Thursday, July 24, 2008

Open Source Databases

I'm listening to an illustrious panel of database experts, many of them with much experience in proprietary realms (Oracle, Sun... Autodesk).

History: Ingres and Sybase inherited from "open source" BSD research (not called that back then). Sybase later sold its code to Microsoft. The point: databases had open source beginnings. IBM's code, in contrast, was always closed source and never went anywhere or progressed more slowly as a consequence.

The free and open exchange of ideas, and code, is what spurs innovation (it's dangerous to not avail of this in many cases, if expecting to stay competitive). Open source folks were fastest in adopting open GIS-related standards.

CouchDB is more focused on the commodification of server farms and hearkens back to node-based architectures (I'm thinking of Mumps). Web services like EC2 have become a platform for open source databases. SimpleDB is Amazon's solution for running atop its S3 web service.

The newer generation is making better use of pre-existing standards (e.g. http), not investing in one-of-a-kind inhouse protocols. There's more than just lip service in favor of interoperability these days.
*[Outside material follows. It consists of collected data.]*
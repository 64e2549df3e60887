//! Copernicus Climate Data Store client.
//!
//! Covers three products sampled at a country centroid: ERA5 surface
//! weather (temperature and precipitation), satellite column CO2, and
//! the annual land cover product (forest fraction).
//!
//! Daily products publish with several days of latency, and the lag
//! varies. The client walks backwards one day at a time from the
//! earliest plausible date until it finds a published observation,
//! bounded by [`MAX_OFFSET_DAYS`].

use chrono::{Duration, NaiveDate, Utc};
use indicator_map_source_models::{Provider, ProviderSettings};

use crate::{SourceError, retry};

/// Days behind today where daily products usually become available.
const FIRST_OFFSET_DAYS: i64 = 5;

/// Oldest observation the temporal backoff will accept. Anything older
/// is treated as the product being unavailable for the location.
const MAX_OFFSET_DAYS: i64 = 45;

/// One ERA5 surface sample at a point.
#[derive(Debug, Clone, PartialEq)]
pub struct Era5Sample {
    /// 2-metre air temperature in degrees Celsius.
    pub temperature_c: f64,
    /// Total daily precipitation in millimetres.
    pub precipitation_mm: f64,
    /// The observation date that was actually available.
    pub date: NaiveDate,
}

/// One satellite column CO2 sample at a point.
#[derive(Debug, Clone, PartialEq)]
pub struct Xco2Sample {
    /// Column-averaged CO2 concentration in ppm.
    pub ppm: f64,
    /// Reported measurement uncertainty in ppm, if any.
    pub uncertainty: Option<f64>,
    /// The observation date that was actually available.
    pub date: NaiveDate,
}

/// Candidate observation dates, newest first.
///
/// Starts [`FIRST_OFFSET_DAYS`] behind `today` and walks back one day
/// at a time to [`MAX_OFFSET_DAYS`] behind.
#[must_use]
pub fn backoff_dates(today: NaiveDate) -> Vec<NaiveDate> {
    (FIRST_OFFSET_DAYS..=MAX_OFFSET_DAYS)
        .map(|offset| today - Duration::days(offset))
        .collect()
}

/// Fetches the most recent published ERA5 sample at a point.
///
/// # Errors
///
/// Returns [`SourceError::NotConfigured`] without a configured API key,
/// [`SourceError::NoData`] if no date within the backoff window has a
/// published observation, and transport errors otherwise.
#[allow(clippy::future_not_send)]
pub async fn fetch_era5(
    client: &reqwest::Client,
    settings: &ProviderSettings,
    lat: f64,
    lon: f64,
) -> Result<Era5Sample, SourceError> {
    let key = require_key(settings)?;
    let url = format!("{}/v1/era5/point", settings.copernicus_url);

    for date in backoff_dates(Utc::now().date_naive()) {
        let body = retry::send_json(|| {
            client
                .get(&url)
                .bearer_auth(key)
                .query(&[
                    ("lat", lat.to_string()),
                    ("lon", lon.to_string()),
                    ("date", date.to_string()),
                ])
        })
        .await?;

        // A date that has not published yet comes back with nulls.
        let temperature_k = body
            .get("temperature")
            .and_then(serde_json::Value::as_f64);
        let precipitation_m = body
            .get("precipitation")
            .and_then(serde_json::Value::as_f64);

        if let (Some(t), Some(p)) = (temperature_k, precipitation_m) {
            // ERA5 reports Kelvin and metres; the canonical units are
            // Celsius and millimetres.
            return Ok(Era5Sample {
                temperature_c: t - 273.15,
                precipitation_mm: p * 1000.0,
                date,
            });
        }
        log::debug!("ERA5 not yet published for {date} at ({lat}, {lon})");
    }

    Err(SourceError::NoData {
        message: format!(
            "no ERA5 observation within {MAX_OFFSET_DAYS} days at ({lat}, {lon})"
        ),
    })
}

/// Fetches the most recent satellite column CO2 sample at a point.
///
/// # Errors
///
/// Same failure modes as [`fetch_era5`].
#[allow(clippy::future_not_send)]
pub async fn fetch_xco2(
    client: &reqwest::Client,
    settings: &ProviderSettings,
    lat: f64,
    lon: f64,
) -> Result<Xco2Sample, SourceError> {
    let key = require_key(settings)?;
    let url = format!("{}/v1/ghg/xco2", settings.copernicus_url);

    for date in backoff_dates(Utc::now().date_naive()) {
        let body = retry::send_json(|| {
            client
                .get(&url)
                .bearer_auth(key)
                .query(&[
                    ("lat", lat.to_string()),
                    ("lon", lon.to_string()),
                    ("date", date.to_string()),
                ])
        })
        .await?;

        if let Some(ppm) = body.get("xco2").and_then(serde_json::Value::as_f64) {
            return Ok(Xco2Sample {
                ppm,
                uncertainty: body
                    .get("uncertainty")
                    .and_then(serde_json::Value::as_f64),
                date,
            });
        }
        log::debug!("XCO2 not yet published for {date} at ({lat}, {lon})");
    }

    Err(SourceError::NoData {
        message: format!(
            "no XCO2 observation within {MAX_OFFSET_DAYS} days at ({lat}, {lon})"
        ),
    })
}

/// Fetches the forest fraction from the latest annual land cover
/// product at a point, as a percentage.
///
/// # Errors
///
/// Returns [`SourceError::NotConfigured`] without a configured API key
/// and [`SourceError::NoData`] if the product has no value at the point
/// (open ocean, unclassified pixels).
#[allow(clippy::future_not_send)]
pub async fn fetch_forest_fraction(
    client: &reqwest::Client,
    settings: &ProviderSettings,
    lat: f64,
    lon: f64,
) -> Result<(f64, i32), SourceError> {
    let key = require_key(settings)?;
    let url = format!("{}/v1/land-cover/point", settings.copernicus_url);

    let body = retry::send_json(|| {
        client
            .get(&url)
            .bearer_auth(key)
            .query(&[("lat", lat.to_string()), ("lon", lon.to_string())])
    })
    .await?;

    let fraction = body
        .get("forestFraction")
        .and_then(serde_json::Value::as_f64)
        .ok_or_else(|| SourceError::NoData {
            message: format!("no land cover value at ({lat}, {lon})"),
        })?;
    let year = body
        .get("year")
        .and_then(serde_json::Value::as_i64)
        .and_then(|y| i32::try_from(y).ok())
        .ok_or_else(|| SourceError::Upstream {
            message: "land cover response missing product year".to_string(),
        })?;

    Ok((fraction * 100.0, year))
}

fn require_key(settings: &ProviderSettings) -> Result<&str, SourceError> {
    settings
        .copernicus_key
        .as_deref()
        .ok_or(SourceError::NotConfigured {
            provider: Provider::Copernicus,
        })
}
//! Record packing: the single funnel every observation goes through.
//!
//! Adapters never construct [`IndicatorRecord`]s by hand. They describe
//! what they fetched in a [`PackContext`] and call [`pack`], which
//! applies the zero-coercion policy, attaches the plausibility check,
//! and fills in derived fields. Upstream failures go through
//! [`failure_record`] so that every indicator slot in a snapshot is
//! populated no matter what happened.

use chrono::{NaiveDate, Utc};
use indicator_map_indicator_models::{
    Indicator, IndicatorRecord, IndicatorStatus, QualityCheck, RangeCheck,
};
use indicator_map_source_models::Provider;

use crate::SourceError;

/// Everything an adapter knows about one fetched observation.
#[derive(Debug, Clone)]
pub struct PackContext {
    /// The indicator being packed.
    pub indicator: Indicator,
    /// The raw observed value, before zero coercion.
    pub value: Option<f64>,
    /// Provenance string (e.g. "World Bank SI.POV.DDAY").
    pub source: String,
    /// How the value was obtained (e.g. "country_api", "centroid_sample").
    pub method: String,
    /// `Success` for the primary provider, `Fallback` for a secondary one.
    /// Failure statuses are not valid here; use [`failure_record`].
    pub status: IndicatorStatus,
    /// Reference year of the observation, if the provider reports one.
    pub year: Option<i32>,
    /// Reference period label (e.g. "2023", "2024-06").
    pub period: Option<String>,
    /// Exact observation date for daily-resolution data.
    pub date: Option<NaiveDate>,
    /// Measurement uncertainty, same unit as the value.
    pub uncertainty: Option<f64>,
    /// Free-form provenance note.
    pub note: Option<String>,
}

impl PackContext {
    /// A minimal context for a successful fetch.
    #[must_use]
    pub fn success(indicator: Indicator, value: Option<f64>, source: impl Into<String>) -> Self {
        Self {
            indicator,
            value,
            source: source.into(),
            method: "country_api".to_string(),
            status: IndicatorStatus::Success,
            year: None,
            period: None,
            date: None,
            uncertainty: None,
            note: None,
        }
    }
}

/// Packs an observation into a canonical record.
///
/// Applies [`coerce_zero`], downgrades a success whose value was coerced
/// away to `NoData`, attaches the range check, and derives `days_old`
/// from the observation date. Never fails.
#[must_use]
pub fn pack(ctx: PackContext) -> IndicatorRecord {
    let coerced = coerce_zero(ctx.indicator, ctx.value);
    let was_coerced = ctx.value.is_some() && coerced.is_none();

    let (status, note) = if coerced.is_none() && ctx.status.is_success() {
        let note = if was_coerced {
            Some(match ctx.note {
                Some(n) => format!("{n}; zero value treated as missing"),
                None => "zero value treated as missing".to_string(),
            })
        } else {
            ctx.note
        };
        (IndicatorStatus::NoData, note)
    } else {
        (ctx.status, ctx.note)
    };

    let days_old = ctx.date.map(|d| {
        let age = Utc::now().date_naive().signed_duration_since(d).num_days();
        u32::try_from(age).unwrap_or(0)
    });

    IndicatorRecord {
        value: coerced,
        unit: ctx.indicator.unit().to_string(),
        source: ctx.source,
        method: ctx.method,
        status,
        quality: QualityCheck {
            range_check: range_check(ctx.indicator, coerced),
        },
        year: ctx.year,
        period: ctx.period,
        date: ctx.date,
        days_old,
        uncertainty: ctx.uncertainty,
        note,
    }
}

/// Builds a record for a fetch that failed outright.
///
/// The error is folded into the record's status and note so a single
/// bad provider never sinks the rest of the snapshot.
#[must_use]
pub fn failure_record(indicator: Indicator, source: &str, err: &SourceError) -> IndicatorRecord {
    let status = match err {
        SourceError::NoData { .. } => IndicatorStatus::NoData,
        SourceError::NotConfigured { .. } => IndicatorStatus::NotConfigured,
        SourceError::Http(_) | SourceError::Json(_) | SourceError::Upstream { .. } => {
            IndicatorStatus::Error
        }
    };

    IndicatorRecord {
        value: None,
        unit: indicator.unit().to_string(),
        source: source.to_string(),
        method: "country_api".to_string(),
        status,
        quality: QualityCheck {
            range_check: RangeCheck::NoData,
        },
        year: None,
        period: None,
        date: None,
        days_old: None,
        uncertainty: None,
        note: Some(err.to_string()),
    }
}

/// Shorthand for the record produced when a provider has no credentials.
#[must_use]
pub fn not_configured(indicator: Indicator, provider: Provider) -> IndicatorRecord {
    failure_record(
        indicator,
        provider.as_ref(),
        &SourceError::NotConfigured { provider },
    )
}

/// Applies the zero-coercion policy.
///
/// Providers that lack an observation frequently report `0.0` instead of
/// null. For indicators where a true zero is physically implausible the
/// zero is treated as missing. Indicators where zero is meaningful (a
/// rate can genuinely be zero) keep it.
#[must_use]
#[allow(clippy::float_cmp)]
pub fn coerce_zero(indicator: Indicator, value: Option<f64>) -> Option<f64> {
    match value {
        Some(v) if v == 0.0 && !indicator.allow_zero() => None,
        other => other,
    }
}

fn range_check(indicator: Indicator, value: Option<f64>) -> RangeCheck {
    let Some(v) = value else {
        return RangeCheck::NoData;
    };
    let (lo, hi) = indicator.plausible_range();
    if v >= lo && v <= hi {
        RangeCheck::WithinRange
    } else {
        RangeCheck::OutOfRange
    }
}

#[cfg(test)]
mod tests {
    use super::*;

    #[test]
    fn zero_temperature_is_coerced_to_missing() {
        let record = pack(PackContext::success(
            Indicator::Temperature,
            Some(0.0),
            "Copernicus ERA5",
        ));
        assert_eq!(record.value, None);
        assert_eq!(record.status, IndicatorStatus::NoData);
        assert!(
            record
                .note
                .as_deref()
                .is_some_and(|n| n.contains("zero value treated as missing"))
        );
        assert_eq!(record.quality.range_check, RangeCheck::NoData);
    }

    #[test]
    fn zero_precipitation_is_kept() {
        let record = pack(PackContext::success(
            Indicator::Precipitation,
            Some(0.0),
            "Copernicus ERA5",
        ));
        assert_eq!(record.value, Some(0.0));
        assert_eq!(record.status, IndicatorStatus::Success);
        assert_eq!(record.quality.range_check, RangeCheck::WithinRange);
    }

    #[test]
    fn tiny_nonzero_forest_value_survives() {
        let record = pack(PackContext::success(
            Indicator::Forest,
            Some(0.045),
            "Copernicus land cover",
        ));
        assert_eq!(record.value, Some(0.045));
        assert!(record.has_value());
    }

    #[test]
    fn out_of_range_value_is_flagged_but_kept() {
        let record = pack(PackContext::success(
            Indicator::Temperature,
            Some(55.0),
            "Copernicus ERA5",
        ));
        assert_eq!(record.value, Some(55.0));
        assert_eq!(record.quality.range_check, RangeCheck::OutOfRange);
        assert_eq!(record.status, IndicatorStatus::Success);
    }

    #[test]
    fn fallback_status_survives_packing() {
        let mut ctx = PackContext::success(Indicator::Forest, Some(12.5), "World Bank");
        ctx.status = IndicatorStatus::Fallback;
        let record = pack(ctx);
        assert_eq!(record.status, IndicatorStatus::Fallback);
        assert!(record.has_value());
    }

    #[test]
    fn missing_success_value_downgrades_to_no_data() {
        let record = pack(PackContext::success(Indicator::Poverty, None, "World Bank"));
        assert_eq!(record.status, IndicatorStatus::NoData);
        assert_eq!(record.value, None);
    }

    #[test]
    fn failure_record_maps_error_kinds_to_statuses() {
        let no_data = failure_record(
            Indicator::Poverty,
            "World Bank",
            &SourceError::NoData {
                message: "no entries".to_string(),
            },
        );
        assert_eq!(no_data.status, IndicatorStatus::NoData);

        let upstream = failure_record(
            Indicator::Poverty,
            "World Bank",
            &SourceError::Upstream {
                message: "HTTP 503".to_string(),
            },
        );
        assert_eq!(upstream.status, IndicatorStatus::Error);
        assert!(upstream.note.as_deref().is_some_and(|n| n.contains("503")));

        let nc = not_configured(Indicator::Co2, Provider::Copernicus);
        assert_eq!(nc.status, IndicatorStatus::NotConfigured);
        assert_eq!(nc.value, None);
    }

    #[test]
    fn days_old_is_derived_from_date() {
        let mut ctx = PackContext::success(Indicator::Temperature, Some(20.0), "Copernicus ERA5");
        ctx.date = Some(Utc::now().date_naive() - chrono::Duration::days(7));
        let record = pack(ctx);
        assert_eq!(record.days_old, Some(7));
    }
}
The USA's DoD is moving towards open source, increasing demand.

Autodesk guy: the future is where big data stores come over the web and mix with local stuff. Semi-structured data, semi-structured searches... these are cutting edge areas.
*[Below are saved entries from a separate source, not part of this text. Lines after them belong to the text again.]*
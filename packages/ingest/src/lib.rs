#![cfg_attr(feature = "fail-on-warnings", deny(warnings))]
#![warn(clippy::all, clippy::pedantic, clippy::nursery, clippy::cargo)]
#![allow(clippy::multiple_crate_versions, clippy::cargo_common_metadata)]

//! Batch refresh pipeline.
//!
//! Walks a set of countries, aggregates all indicators for each, and
//! persists the snapshots. One bad country never stops the batch; it is
//! recorded and the run moves on. The default scope is a small test
//! subset so a casual run does not spend an hour talking to providers.

pub mod aggregate;

use std::time::{Duration, Instant};

use indicator_map_database::{DbError, SnapshotStore};
use indicator_map_indicator_models::EntitySnapshot;
use indicator_map_source::{IndicatorSource, registry};
use indicator_map_source_models::Country;
use thiserror::Error;

/// Seconds to wait between countries, spreading load across providers.
pub const INTER_COUNTRY_DELAY_SECS: u64 = 15;

/// How many countries the final report names by completeness.
const REPORT_TOP_N: usize = 5;

/// Errors from the refresh pipeline.
#[derive(Debug, Error)]
pub enum IngestError {
    /// Snapshot store failure.
    #[error(transparent)]
    Db(#[from] DbError),

    /// An ISO3 code that is not in the registry.
    #[error("Unknown country: {iso3}")]
    UnknownCountry {
        /// The code that failed to resolve.
        iso3: String,
    },
}

/// Scope and pacing knobs for a batch run.
#[derive(Debug, Clone)]
pub struct RefreshOptions {
    /// Process every registered country instead of the test subset.
    pub full: bool,
    /// Cap the number of countries processed.
    pub limit: Option<usize>,
    /// Explicit ISO3 codes, overriding both scopes.
    pub countries: Option<Vec<String>>,
    /// Refresh even countries that are not yet due.
    pub force: bool,
    /// Seconds between countries.
    pub delay_secs: u64,
}

impl Default for RefreshOptions {
    fn default() -> Self {
        Self {
            full: false,
            limit: None,
            countries: None,
            force: false,
            delay_secs: INTER_COUNTRY_DELAY_SECS,
        }
    }
}

/// Outcome of a batch run.
#[derive(Debug, Clone)]
pub struct RefreshReport {
    /// Countries refreshed and persisted.
    pub refreshed: u32,
    /// Countries skipped because they were not yet due.
    pub skipped: u32,
    /// Countries whose snapshot could not be persisted.
    pub failed: u32,
    /// Mean completeness across refreshed countries.
    pub average_completeness: f64,
    /// Highest-completeness countries, `(iso3, completeness)`.
    pub top: Vec<(String, f64)>,
}

/// Resolves the country scope for a run.
///
/// Explicit `countries` win over everything; otherwise `full` selects
/// the whole registry and the default is the test subset. `limit`
/// truncates whichever scope was chosen.
///
/// # Errors
///
/// Returns [`IngestError::UnknownCountry`] for an ISO3 code not in the
/// registry.
pub fn resolve_scope(options: &RefreshOptions) -> Result<Vec<Country>, IngestError> {
    let mut scope = if let Some(codes) = &options.countries {
        codes
            .iter()
            .map(|code| {
                registry::find_country(code).ok_or_else(|| IngestError::UnknownCountry {
                    iso3: code.clone(),
                })
            })
            .collect::<Result<Vec<_>, _>>()?
    } else if options.full {
        registry::all_countries()
    } else {
        registry::TEST_SCOPE
            .iter()
            .filter_map(|code| registry::find_country(code))
            .collect()
    };

    if let Some(limit) = options.limit {
        scope.truncate(limit);
    }
    Ok(scope)
}

/// Refreshes one country and persists the snapshot.
///
/// # Errors
///
/// Returns [`IngestError`] if the snapshot cannot be persisted.
pub async fn refresh_country(
    store: &SnapshotStore,
    adapters: &[Box<dyn IndicatorSource>],
    country: &Country,
) -> Result<EntitySnapshot, IngestError> {
    let start = Instant::now();
    let snapshot = aggregate::aggregate(country, adapters).await;
    store.put(&snapshot).await?;
    log::info!(
        "{}: {}/{} indicators ({:.1}%) in {:.1}s",
        country.iso3,
        snapshot.successful_indicators,
        snapshot.total_indicators,
        snapshot.completeness,
        start.elapsed().as_secs_f64()
    );
    Ok(snapshot)
}

/// Runs the batch refresh over the resolved scope.
///
/// Countries that are not due are skipped unless `force` is set. A
/// persistence failure for one country is logged and counted, and the
/// batch continues.
///
/// # Errors
///
/// Returns [`IngestError`] if the scope cannot be resolved or the
/// refresh schedule cannot be read.
pub async fn refresh_all(
    store: &SnapshotStore,
    adapters: &[Box<dyn IndicatorSource>],
    options: &RefreshOptions,
) -> Result<RefreshReport, IngestError> {
    let scope = resolve_scope(options)?;
    log::info!(
        "refreshing {} countr{}: {}",
        scope.len(),
        if scope.len() == 1 { "y" } else { "ies" },
        scope
            .iter()
            .map(|c| c.iso3.as_str())
            .collect::<Vec<_>>()
            .join(", ")
    );

    let mut refreshed = 0u32;
    let mut skipped = 0u32;
    let mut failed = 0u32;
    let mut scores: Vec<(String, f64)> = Vec::new();
    let mut first = true;

    for country in &scope {
        if !options.force && !store.needs_refresh(&country.iso3).await? {
            log::info!("{}: fresh, skipping", country.iso3);
            skipped += 1;
            continue;
        }

        if !first && options.delay_secs > 0 {
            log::debug!("waiting {}s before next country", options.delay_secs);
            tokio::time::sleep(Duration::from_secs(options.delay_secs)).await;
        }
        first = false;

        match refresh_country(store, adapters, country).await {
            Ok(snapshot) => {
                refreshed += 1;
                scores.push((country.iso3.clone(), snapshot.completeness));
            }
            Err(e) => {
                failed += 1;
                log::error!("{}: refresh failed: {e}", country.iso3);
            }
        }
    }

    #[allow(clippy::cast_precision_loss)]
    let average_completeness = if scores.is_empty() {
        0.0
    } else {
        scores.iter().map(|(_, c)| c).sum::<f64>() / scores.len() as f64
    };
    scores.sort_by(|a, b| b.1.partial_cmp(&a.1).unwrap_or(std::cmp::Ordering::Equal));
    scores.truncate(REPORT_TOP_N);

    let report = RefreshReport {
        refreshed,
        skipped,
        failed,
        average_completeness,
        top: scores,
    };

    log::info!(
        "refresh complete: {} refreshed, {} skipped, {} failed",
        report.refreshed,
        report.skipped,
        report.failed
    );
    if report.refreshed > 0 {
        log::info!("average completeness: {:.1}%", report.average_completeness);
        for (iso3, completeness) in &report.top {
            log::info!("  {iso3}: {completeness:.1}%");
        }
    }

    Ok(report)
}

#[cfg(test)]
mod tests {
    use super::*;
    use std::sync::Arc;

    use async_trait::async_trait;
    use indicator_map_indicator_models::{Indicator, IndicatorRecord};
    use indicator_map_source::packer::{self, PackContext};
    use switchy_database_connection::init_sqlite_rusqlite;

    struct FixedAdapter {
        indicator: Indicator,
        value: f64,
    }

    #[async_trait]
    impl IndicatorSource for FixedAdapter {
        fn indicator(&self) -> Indicator {
            self.indicator
        }

        async fn fetch(&self, _country: &Country) -> IndicatorRecord {
            packer::pack(PackContext::success(self.indicator, Some(self.value), "mock"))
        }
    }

    async fn memory_store(name: &str) -> SnapshotStore {
        let db = init_sqlite_rusqlite(None).expect("in-memory sqlite");
        indicator_map_database::ensure_schema(db.as_ref())
            .await
            .expect("schema");
        let json_path = std::env::temp_dir().join(format!(
            "indicator-map-ingest-{}-{name}.json",
            std::process::id()
        ));
        let _ = std::fs::remove_file(&json_path);
        SnapshotStore::with_database(Some(Arc::from(db)), json_path)
    }

    #[test]
    fn default_scope_is_the_test_subset() {
        let scope = resolve_scope(&RefreshOptions::default()).expect("scope");
        assert_eq!(scope.len(), 1);
        assert_eq!(scope[0].iso3, "EGY");
    }

    #[test]
    fn full_scope_covers_the_registry_and_limit_truncates() {
        let options = RefreshOptions {
            full: true,
            limit: Some(3),
            ..RefreshOptions::default()
        };
        let scope = resolve_scope(&options).expect("scope");
        assert_eq!(scope.len(), 3);
    }

    #[test]
    fn explicit_unknown_country_is_rejected() {
        let options = RefreshOptions {
            countries: Some(vec!["EGY".to_string(), "XXX".to_string()]),
            ..RefreshOptions::default()
        };
        let err = resolve_scope(&options).expect_err("unknown code");
        assert!(matches!(err, IngestError::UnknownCountry { iso3 } if iso3 == "XXX"));
    }

    #[tokio::test]
    async fn refresh_all_persists_and_reports() {
        let store = memory_store("refresh-all").await;
        let adapters: Vec<Box<dyn IndicatorSource>> = vec![
            Box::new(FixedAdapter {
                indicator: Indicator::Temperature,
                value: 22.3,
            }),
            Box::new(FixedAdapter {
                indicator: Indicator::Poverty,
                value: 3.8,
            }),
        ];
        let options = RefreshOptions {
            countries: Some(vec!["EGY".to_string(), "TUN".to_string()]),
            force: true,
            delay_secs: 0,
            ..RefreshOptions::default()
        };

        let report = refresh_all(&store, &adapters, &options).await.expect("run");
        assert_eq!(report.refreshed, 2);
        assert_eq!(report.skipped, 0);
        assert_eq!(report.failed, 0);
        assert!((report.average_completeness - 2.0 / 11.0 * 100.0).abs() < 1e-9);
        assert_eq!(report.top.len(), 2);

        let stored = store.get("TUN").await.expect("get").expect("present");
        assert_eq!(stored.snapshot.successful_indicators, 2);
    }

    #[tokio::test]
    async fn fresh_countries_are_skipped_without_force() {
        let store = memory_store("skip-fresh").await;
        let adapters: Vec<Box<dyn IndicatorSource>> = vec![Box::new(FixedAdapter {
            indicator: Indicator::Temperature,
            value: 22.3,
        })];
        let options = RefreshOptions {
            countries: Some(vec!["EGY".to_string()]),
            force: true,
            delay_secs: 0,
            ..RefreshOptions::default()
        };
        refresh_all(&store, &adapters, &options).await.expect("first run");

        let rerun = RefreshOptions {
            force: false,
            ..options
        };
        let report = refresh_all(&store, &adapters, &rerun).await.expect("rerun");
        assert_eq!(report.refreshed, 0);
        assert_eq!(report.skipped, 1);
    }
}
Sun guy: "All open source databases suck at blobs" (large binary files -- like entire DVDs). He also worries MapReduce is "anti-green" in terms of rack space required, kilowatts per hour and so on. Maybe the optimization literature isn't getting applied, in favor of mere brute force solutions? Other experts in the audience weren't so sure (apples & oranges?).

What's the difference between a filesystem, database, and version control system anyway? Databases are on top of a filesystem, more CPU intensive. Versioning systems tend to not use relational databases, but why? Subversion uses SQLlite. The database might be for metadata...
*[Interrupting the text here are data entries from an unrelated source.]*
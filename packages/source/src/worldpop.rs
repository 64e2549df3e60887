//! WorldPop population statistics client.
//!
//! Population rasters publish with a lag of a year or more, so the
//! client asks for recent years newest-first until one has an estimate.

use chrono::{Datelike, Utc};
use indicator_map_source_models::ProviderSettings;

use crate::{SourceError, retry};

/// How many years behind the current one to try before giving up.
const MAX_YEARS_BACK: i32 = 6;

/// A population density observation for one country.
#[derive(Debug, Clone, PartialEq)]
pub struct DensityObservation {
    /// People per square kilometre.
    pub density: f64,
    /// Reference year of the underlying population raster.
    pub year: i32,
}

/// Fetches the most recent published population density estimate for a
/// country.
///
/// # Errors
///
/// Returns [`SourceError::NoData`] if no year within the lookback
/// window has an estimate, and transport errors otherwise.
#[allow(clippy::future_not_send)]
pub async fn fetch_density(
    client: &reqwest::Client,
    settings: &ProviderSettings,
    iso3: &str,
) -> Result<DensityObservation, SourceError> {
    let url = format!("{}/v1/population/density", settings.worldpop_url);
    let current_year = Utc::now().year();

    for year in ((current_year - MAX_YEARS_BACK)..current_year).rev() {
        let year_param = year.to_string();
        let body = retry::send_json(|| {
            client
                .get(&url)
                .query(&[("iso3", iso3), ("year", year_param.as_str())])
        })
        .await?;

        if let Some(obs) = parse_density(&body) {
            return Ok(obs);
        }
        log::debug!("WorldPop has no {year} estimate for {iso3}");
    }

    Err(SourceError::NoData {
        message: format!(
            "no population density estimate for {iso3} in the last {MAX_YEARS_BACK} years"
        ),
    })
}

/// Pulls the density and reference year out of a WorldPop response.
#[must_use]
pub fn parse_density(body: &serde_json::Value) -> Option<DensityObservation> {
    let data = body.get("data").unwrap_or(body);
    let density = data.get("density").and_then(serde_json::Value::as_f64)?;
    let year = data
        .get("year")
        .and_then(serde_json::Value::as_i64)
        .and_then(|y| i32::try_from(y).ok())?;
    Some(DensityObservation { density, year })
}

#[cfg(test)]
mod tests {
    use super::*;
    use serde_json::json;

    #[test]
    fn parses_a_wrapped_response() {
        let body = json!({"data": {"density": 102.8, "year": 2020}});
        assert_eq!(
            parse_density(&body),
            Some(DensityObservation {
                density: 102.8,
                year: 2020
            })
        );
    }

    #[test]
    fn parses_a_flat_response() {
        let body = json!({"density": 47.1, "year": 2021});
        assert_eq!(
            parse_density(&body),
            Some(DensityObservation {
                density: 47.1,
                year: 2021
            })
        );
    }

    #[test]
    fn null_density_yields_none() {
        let body = json!({"data": {"density": null, "year": 2020}});
        assert_eq!(parse_density(&body), None);
    }
}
I asked about user friendly front ends, like Microsoft Access, which write the SQL for you, based on drag and drop, filling in forms and so on. There's nothing quite like that in the open source world, and that's a frustration for people wanting to start small medical databases on desktops, and incubate them without bothering the IT department.

Panelists mostly agreed that these front ends are hard to develop and in short supply. In the old days, SQL itself was envisioned as the user-friendly front end, but it's not taught except in a few majors, such as finance. Steve reminded me that OpenOffice has some tools along these lines -- we did some testing over the break, just for kicks.

Speaking of front ends, my next session for today was Stupid Django Tricks (except they didn't seem stupid). Django is one of the Python flagships for writing web applications, also a space served by Ruby, PHP, Perl... Erlang.

Then Steve, Duncan and I went to American Cowgirls, close to the convention center, to kill time before Emma Jane Hogbin's talk on how to get more women involved in FOSS. Duncan and I compared notes on Arabic, a beautifully logical language, while I joked with Steve about a credentialing system based on tattoos (use your own imagination).